Natürlich. Und das nicht erst, seit ich den Friedensnobelpreis zugesprochen bekommen habe. Die Menschen befinden sich in einem Krieg gegen die Natur, und die Zahl der Opfer ist riesig. Schon heute sind mehr als die Hälfte der Flüchtlinge Umweltflüchtlinge. Und es wurden und werden zahllose Kriege um Bodenschätze und Ressourcen geführt. Das Problem ist hochaktuell, weil Ressourcen immer knapper werden. Wenn wir es schaffen, nachhaltiger mit ihnen umzugehen, können gegenwärtige und künftige Konflikte entschärft werden. Der Schutz der globalen Umwelt steht in direkter Beziehung zur Friedenssicherung.
Was kann der Westen von Afrika lernen?
Die Kultur unserer Vorväter war eine kommunitäre Kultur, sie kümmerte sich um den Nächsten, war nicht so besitzergreifend, besonders nicht gegenüber Gütern wie Wasser, Luft und Wald.

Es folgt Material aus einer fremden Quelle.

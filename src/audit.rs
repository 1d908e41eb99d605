use serde_json::Value;
use uuid::Uuid;

use crate::{models::AuditEntry, state::AppState};

/// Best-effort audit trail. Failures are logged, never surfaced.
pub async fn log_audit(
    state: &AppState,
    user_id: Option<Uuid>,
    action: &str,
    resource: Option<&str>,
    metadata: Option<Value>,
) {
    let entry = AuditEntry {
        id: Uuid::new_v4(),
        user_id,
        action: action.to_string(),
        resource: resource.map(str::to_string),
        metadata,
    };

    if let Err(err) = state.store.audit.record_audit(entry).await {
        tracing::warn!(error = %err, action, "audit log failed");
    }
}
use chrono::{DateTime, Utc};
use serde::{Deserialize, Serialize};
use utoipa::ToSchema;
use uuid::Uuid;

#[derive(Debug, Clone, PartialEq, Serialize, Deserialize, ToSchema)]
pub struct Business {
    pub id: Uuid,
    pub owner_id: Uuid,
    pub name: String,
    pub alias: String,
    pub description: Option<String>,
    pub category_id: Option<Uuid>,
    pub timezone_id: Option<Uuid>,
    pub active: bool,
    pub created_at: DateTime<Utc>,
    pub updated_at: DateTime<Utc>,
}

#[derive(Debug, Clone, PartialEq, Serialize, Deserialize, ToSchema)]
pub struct Product {
    pub id: Uuid,
    pub business_id: Uuid,
    pub category_id: Option<Uuid>,
    pub name: String,
    pub description: Option<String>,
    pub price: i64,
    pub active: bool,
    pub created_at: DateTime<Utc>,
    pub updated_at: DateTime<Utc>,
}

#[derive(Debug, Clone, PartialEq, Serialize, Deserialize, ToSchema)]
pub struct Category {
    pub id: Uuid,
    pub name: String,
    pub description: Option<String>,
    pub parent_id: Option<Uuid>,
    pub active: bool,
    pub created_at: DateTime<Utc>,
}

/// A marketing campaign, shown to end users as an "offer".
#[derive(Debug, Clone, PartialEq, Serialize, Deserialize, ToSchema)]
pub struct Campaign {
    pub id: Uuid,
    pub name: String,
    pub description: Option<String>,
    pub start_date: DateTime<Utc>,
    pub end_date: DateTime<Utc>,
    pub category_id: Uuid,
    pub business_id: Uuid,
    pub active: bool,
    pub created_at: DateTime<Utc>,
    /// Optimistic-lock token: clients echo it back on update.
    pub last_update: DateTime<Utc>,
}

#[derive(Debug, Clone, PartialEq, Serialize, Deserialize, ToSchema)]
pub struct CampaignProduct {
    pub id: Uuid,
    pub campaign_id: Uuid,
    pub product_id: Uuid,
    pub created_at: DateTime<Utc>,
}

#[derive(Debug, Clone, PartialEq, Serialize, Deserialize, ToSchema)]
pub struct DigitalContact {
    pub id: Uuid,
    pub business_id: Uuid,
    pub contact_type: String,
    pub value: String,
    pub active: bool,
    pub created_at: DateTime<Utc>,
    pub updated_at: DateTime<Utc>,
}

#[derive(Debug, Clone, PartialEq, Serialize, Deserialize, ToSchema)]
pub struct Timezone {
    pub id: Uuid,
    pub name: String,
    pub utc_offset: String,
    pub active: bool,
}

#[derive(Debug, Clone, Copy, PartialEq, Eq, Hash, Serialize, Deserialize, ToSchema)]
#[serde(rename_all = "snake_case")]
pub enum FavoriteKind {
    Store,
    Product,
    Offer,
}

impl FavoriteKind {
    pub fn as_str(&self) -> &'static str {
        match self {
            FavoriteKind::Store => "store",
            FavoriteKind::Product => "product",
            FavoriteKind::Offer => "offer",
        }
    }

    /// Tag on favorite creation. Accepts the singular and plural forms,
    /// case-insensitively.
    pub fn parse(tag: &str) -> Option<Self> {
        match tag.trim().to_ascii_lowercase().as_str() {
            "store" | "stores" => Some(FavoriteKind::Store),
            "product" | "products" => Some(FavoriteKind::Product),
            "offer" | "offers" => Some(FavoriteKind::Offer),
            _ => None,
        }
    }
}

/// What a favorite points at. Exactly one target per favorite.
#[derive(Debug, Clone, Copy, PartialEq, Eq, Hash)]
pub enum FavoriteTarget {
    Store(Uuid),
    Product(Uuid),
    Offer(Uuid),
}

impl FavoriteTarget {
    pub fn new(kind: FavoriteKind, item_id: Uuid) -> Self {
        match kind {
            FavoriteKind::Store => FavoriteTarget::Store(item_id),
            FavoriteKind::Product => FavoriteTarget::Product(item_id),
            FavoriteKind::Offer => FavoriteTarget::Offer(item_id),
        }
    }

    pub fn kind(&self) -> FavoriteKind {
        match self {
            FavoriteTarget::Store(_) => FavoriteKind::Store,
            FavoriteTarget::Product(_) => FavoriteKind::Product,
            FavoriteTarget::Offer(_) => FavoriteKind::Offer,
        }
    }

    pub fn item_id(&self) -> Uuid {
        match self {
            FavoriteTarget::Store(id) | FavoriteTarget::Product(id) | FavoriteTarget::Offer(id) => {
                *id
            }
        }
    }
}

#[derive(Debug, Clone, PartialEq)]
pub struct Favorite {
    pub id: Uuid,
    pub user_id: Uuid,
    pub target: FavoriteTarget,
    pub active: bool,
    pub created_at: DateTime<Utc>,
    pub updated_at: DateTime<Utc>,
}

#[derive(Debug, Clone, PartialEq, Serialize, Deserialize, ToSchema)]
pub struct User {
    pub id: Uuid,
    pub email: String,
    pub first_name: String,
    pub last_name: String,
    pub phone: Option<String>,
    pub profile_image_url: Option<String>,
    pub created_at: Option<DateTime<Utc>>,
}

#[derive(Debug, Clone, PartialEq)]
pub struct AuditEntry {
    pub id: Uuid,
    pub user_id: Option<Uuid>,
    pub action: String,
    pub resource: Option<String>,
    pub metadata: Option<serde_json::Value>,
}
use std::env;

#[derive(Debug, Clone)]
pub struct AppConfig {
    pub database_url: String,
    pub host: String,
    pub port: u16,
    pub jwt_secret: String,
    pub application_id: String,
    pub initial_role_id: String,
    pub business_role_id: String,
    pub identity_service_url: String,
    pub notification_service_url: String,
    pub internal_api_key: Option<String>,
    pub alias_max_attempts: u32,
    pub profile_image_max_bytes: usize,
    pub body_limit_bytes: usize,
}

/// The one setting the maintenance binaries need.
pub fn database_url() -> anyhow::Result<String> {
    env::var("DATABASE_URL").map_err(|_| anyhow::anyhow!("DATABASE_URL must be set"))
}

impl AppConfig {
    pub fn from_env() -> anyhow::Result<Self> {
        let database_url = database_url()?;
        let host = env::var("APP_HOST").unwrap_or_else(|_| "127.0.0.1".to_string());
        let port = env::var("APP_PORT")
            .ok()
            .and_then(|p| p.parse::<u16>().ok())
            .unwrap_or(3000);
        let jwt_secret = env::var("JWT_SECRET")?;
        let application_id = env::var("APPLICATION_ID")?;
        let initial_role_id = env::var("INITIAL_ROLE_ID")?;
        let business_role_id = env::var("BUSINESS_ROLE_ID")?;
        let identity_service_url = env::var("IDENTITY_SERVICE_URL")?;
        let notification_service_url = env::var("NOTIFICATION_SERVICE_URL")?;
        let internal_api_key = env::var("INTERNAL_API_KEY").ok().filter(|k| !k.is_empty());
        let alias_max_attempts = env::var("ALIAS_MAX_ATTEMPTS")
            .ok()
            .and_then(|v| v.parse::<u32>().ok())
            .unwrap_or(5)
            .max(1);
        let profile_image_max_bytes = env::var("PROFILE_IMAGE_MAX_BYTES")
            .ok()
            .and_then(|v| v.parse::<usize>().ok())
            .unwrap_or(5 * 1024 * 1024);
        let body_limit_bytes = env::var("BODY_LIMIT_BYTES")
            .ok()
            .and_then(|v| v.parse::<usize>().ok())
            .unwrap_or(1024 * 1024)
            // multipart framing needs headroom above the raw image size
            .max(profile_image_max_bytes + 64 * 1024);

        Ok(Self {
            database_url,
            host,
            port,
            jwt_secret,
            application_id,
            initial_role_id,
            business_role_id,
            identity_service_url: identity_service_url.trim_end_matches('/').to_string(),
            notification_service_url: notification_service_url.trim_end_matches('/').to_string(),
            internal_api_key,
            alias_max_attempts,
            profile_image_max_bytes,
            body_limit_bytes,
        })
    }
}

Ich will damit nicht sagen, dass alle Werte der traditionellen afrikanischen Kultur perfekt waren. Kultur ist nicht etwas Statisches, sie muss sich verändern, und das geschieht immer durch die Interaktion mit anderen Kulturen. Jede Kultur hat etwas Spezifisches, das ihr aus der Vergangenheit überliefert und mitgegeben ist. Auf diese Vielfalt müssen wir bauen.
Statt globalisierter Einfalt betonen Sie also die Unterschiede?
So hat Gott uns doch erschaffen: mit all unseren Unterschieden. Überall in der Natur finden wir enorme Vielfalt. Deshalb sagen wir Nein zu Monokulturen bei Pflanzen, bei Tieren und unter Menschen. Wir können nicht eine globalisierte Menschheit mit einer Kultur werden. Wir müssen lokales Selbstvertrauen entwickeln, müssen wissen, wer wir sind, und was wir uns wert sind. Dann können wir auch der Natur und kommenden Generationen einen eigenen Wert zubilligen. Tun wir das nicht, dann reduzieren wir uns zu konsumierenden Einzelkämpfern, die ihren Lebenssinn im Kaufen finden und nur für den Moment leben.